I want to come now to the argument which Mr. Wilson is trying to put across the country: namely, that the Labour Party is the natural party of government because it is the only one that the trade unions will accept. From what I saw on television last week, the Labour Party did not look like a party of government at all, let alone a natural one.

But let us examine the argument, because it is important. If we are told that a Conservative Government could not govern because certain extreme leaders would not let it, then general elections are a mockery, we have arrived at the one-party State, and parliamentary democracy in this country will have perished. The democracy for which our fathers fought and died is not to be laid to rest as lightly as that.

When the next Conservative Government comes to power many trade unionists will have put it there. Millions of them vote for us at every election. I want to say this to them and to all of our supporters in industry: go out and join in the work of your unions; go to their meetings and stay to the end, and learn the union rules as well as the far Left knows them. Remember that if parliamentary democracy dies, free trade unions die with it.

I come last to what many would put first, the rule of law. The first people to uphold the law should be governments, and it is tragic that the Socialist Government, to its lasting shame, should have lost its nerve and shed its principles over the Peoples Republic of Clay Cross, and that a group of the Labour Party should have tried to turn the Shrewsbury pickets into martyrs. On both occasions the law was broken and on one violence was done. No decent society can live like that, and no responsible party should condone it. The first duty of government is to uphold the law, and if it tries to bob, weave and duck round that duty when it is inconvenient, the governed will do exactly the same thing, and then nothing will be safe, not home, not liberty, not life itself.

There is one part of this country where, tragically, defiance of the law is costing life day after day. In Northern Ireland our troops have the dangerous and thankless task of trying to keep the peace and hold a balance. We are proud of the way they have discharged their duty. This Party is pledged to support the unity of the United Kingdom, to preserve that unity and to protect the people, Catholic and Protestant alike. We believe our Armed Forces must remain until a genuine peace is made.
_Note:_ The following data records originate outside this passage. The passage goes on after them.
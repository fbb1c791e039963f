use tokio::sync::mpsc;
use tracing::{debug, info, instrument, warn};

use crate::clients::MachineClient;
use crate::domain::{Denomination, Money};
use crate::inventory::Inventory;
use crate::messages::{MachineRequest, ServiceResponse};

use super::controller::Controller;
use super::error::VendError;
use super::outcome::{Dispensed, MachineView, Refund};

/// The machine actor. Owns the controller and serializes every operation
/// through its mailbox: each check-then-act sequence runs to completion
/// before the next request is picked up.
pub struct MachineService {
    receiver: mpsc::Receiver<MachineRequest>,
    controller: Controller,
}

impl MachineService {
    pub fn new(buffer_size: usize, inventory: Inventory) -> (Self, MachineClient) {
        let (sender, receiver) = mpsc::channel(buffer_size);
        let service = Self {
            receiver,
            controller: Controller::new(inventory),
        };
        let client = MachineClient::new(sender);
        (service, client)
    }

    #[instrument(name = "machine_service", skip(self))]
    pub async fn run(mut self) {
        info!("MachineService starting");

        while let Some(msg) = self.receiver.recv().await {
            match msg {
                MachineRequest::InsertCoin {
                    denomination,
                    respond_to,
                } => {
                    self.handle_insert_coin(denomination, respond_to);
                }
                MachineRequest::Refund { respond_to } => {
                    self.handle_refund(respond_to);
                }
                MachineRequest::Purchase {
                    product_id,
                    respond_to,
                } => {
                    self.handle_purchase(product_id, respond_to);
                }
                MachineRequest::Snapshot { respond_to } => {
                    self.handle_snapshot(respond_to);
                }
                MachineRequest::Shutdown => {
                    info!("MachineService shutting down");
                    break;
                }
            }
        }

        info!("MachineService stopped");
    }

    #[instrument(fields(denomination = ?denomination), skip(self, respond_to))]
    fn handle_insert_coin(
        &mut self,
        denomination: Denomination,
        respond_to: ServiceResponse<Money, VendError>,
    ) {
        debug!("Processing insert_coin request");

        let total = self.controller.insert_coin(denomination);
        info!(credit = %total, "Coin accepted");

        let _ = respond_to.send(Ok(total));
    }

    #[instrument(skip(self, respond_to))]
    fn handle_refund(&mut self, respond_to: ServiceResponse<Refund, VendError>) {
        debug!("Processing refund request");

        let refund = self.controller.refund();
        match refund {
            Refund::Returned(amount) => info!(amount = %amount, "Credit returned"),
            Refund::NothingToRefund => debug!("No credit to return"),
        }

        let _ = respond_to.send(Ok(refund));
    }

    #[instrument(fields(product_id = %product_id), skip(self, respond_to))]
    fn handle_purchase(
        &mut self,
        product_id: u32,
        respond_to: ServiceResponse<Dispensed, VendError>,
    ) {
        debug!("Processing purchase request");

        let result = self.controller.purchase(product_id);
        match &result {
            Ok(dispensed) => info!(
                product_name = %dispensed.product_name,
                remaining_credit = %dispensed.remaining_credit,
                "Product dispensed"
            ),
            Err(e) => warn!(error = %e, "Purchase rejected"),
        }

        let _ = respond_to.send(result);
    }

    #[instrument(skip(self, respond_to))]
    fn handle_snapshot(&self, respond_to: ServiceResponse<MachineView, VendError>) {
        debug!(credit = %self.controller.credit(), "Processing snapshot request");

        let _ = respond_to.send(Ok(self.controller.view()));
    }
}
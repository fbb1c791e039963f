//! Device-facing presentation: the simulated LCD, coin acceptor, and
//! delivery motor.

mod console;

pub use console::ConsoleDevice;

use crate::machine::MachineView;

/// Rendering surface the shell drives. Machine state is always mutated
/// before any of these run, so however long an animation takes, the state
/// it renders is already consistent.
#[allow(async_fn_in_trait)]
pub trait DeviceOutput {
    /// Full idle frame: banner, catalog table, credit display, controls.
    async fn show_catalog(&self, view: &MachineView);

    /// Two-line LCD message.
    async fn show_message(&self, line1: &str, line2: Option<&str>);

    /// Coin-accepted acknowledgement effect.
    async fn coin_accepted(&self);

    /// Delivery animation for a dispensed product.
    async fn dispense(&self, product_name: &str);
}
Our thoughts are with them and our pride is with them, too.

I have spoken of the challenges which face us here in Britain - the challenge to recover economically and the challenge to recover our belief in ourselves - and I have shown our potential for recovery. I have dealt with some aspects of our strength and approach and I have tried to tell you something of my personal vision and my belief in the standards on which this nation was greatly built, on which it greatly thrived and from which in recent years it has greatly fallen away. I believe we are coming to yet another turning point in our long history. We can go on as we have been going and continue down, or we can stop and with a decisive act of will say ‘Enough.’

Let all of us here today, and others far beyond this hall who believe in our cause, make that act of will. Let us proclaim our faith in a new and better future for our Party and our people; let us resolve to heal the wounds of a divided nation, and let that act of healing be the prelude to a lasting victory.